Frugality in energy, raw materials, maintenance and upkeep leads to low-tech approaches. This does not mean an absence of technology, but the use of relevant, adapted, non-polluting and wasteful techniques, such as equipment that is easy to repair, recycle and reuse. In both implementation and design, frugality requires innovation, invention and collective intelligence. Frugality refuses the hegemony of the technical vision of the building and keeps the occupants involved. It is not the building that is intelligent, but its inhabitants.
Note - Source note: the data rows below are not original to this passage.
use clap::Parser;
use scholar_cli::cli::{Cli, Command};
use scholar_cli::session::{Session, render_context, render_reports};
use scholar_cli::{repl, telemetry};

#[tokio::main]
async fn main() -> anyhow::Result<()> {
    let cli = Cli::parse();
    telemetry::init(cli.log_format, cli.verbose)?;

    match cli.command {
        Command::Ask { retrieval, question, json } => {
            let mut session = Session::start(&retrieval).await?;
            let reports = session.ingest_paths(&retrieval.docs).await?;
            let context = session.ask(&question).await?;
            if json {
                println!("{}", serde_json::to_string_pretty(&context)?);
            } else {
                eprintln!("{}", render_reports(&reports));
                println!("{}", render_context(&context));
            }
        }
        Command::Chat { retrieval } => {
            let mut session = Session::start(&retrieval).await?;
            let reports = session.ingest_paths(&retrieval.docs).await?;
            println!("{}", render_reports(&reports));
            repl::run(&mut session).await?;
        }
    }

    Ok(())
}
Frugality for the territory

Whether it is located in an urban or rural environment, frugal building is concerned with its context. It recognises cultures and places and draws inspiration from them. It uses land and local resources with care; it respects the air, soil, water, biodiversity, etc. It is generous to its territory and to the people who live there. It is generous to its territory and attentive to its inhabitants. Through its programme and construction choices, it favours everything that reduces its ecological footprint, and everything that makes it fair and pleasant to live in.

For a frugal building

The ecological transition and the fight against climate change contribute to a prudent use of exhaustible resources and the preservation of biological and cultural diversity for a better planet to live in. Maintaining yesterday’s architectural, urbanistic and technical solutions, as well as the current ways of living, working, eating and moving around, is incompatible with the task that falls to our generations: to contain and then eradicate global disruption.

The frugal building and the frugal territory - urban and rural - are the answers we have chosen. We share them in our teaching, our interventions and our publications. We implement them in our projects to help create a happy and eco-responsible society.


To go further

The movement is multidisciplinary, and its members are professional architects, engineers, urban planners, companies, craftsmen, landscape architects, consultants, project management assistants (PMAs), but also public agents, project owners, teachers, students and members of civil society. They are involved in different organisations, institutions, associations, collectives and companies, as close as possible to the reality on the ground. This allows them to have a close and privileged link with many professional networks, potential future partners.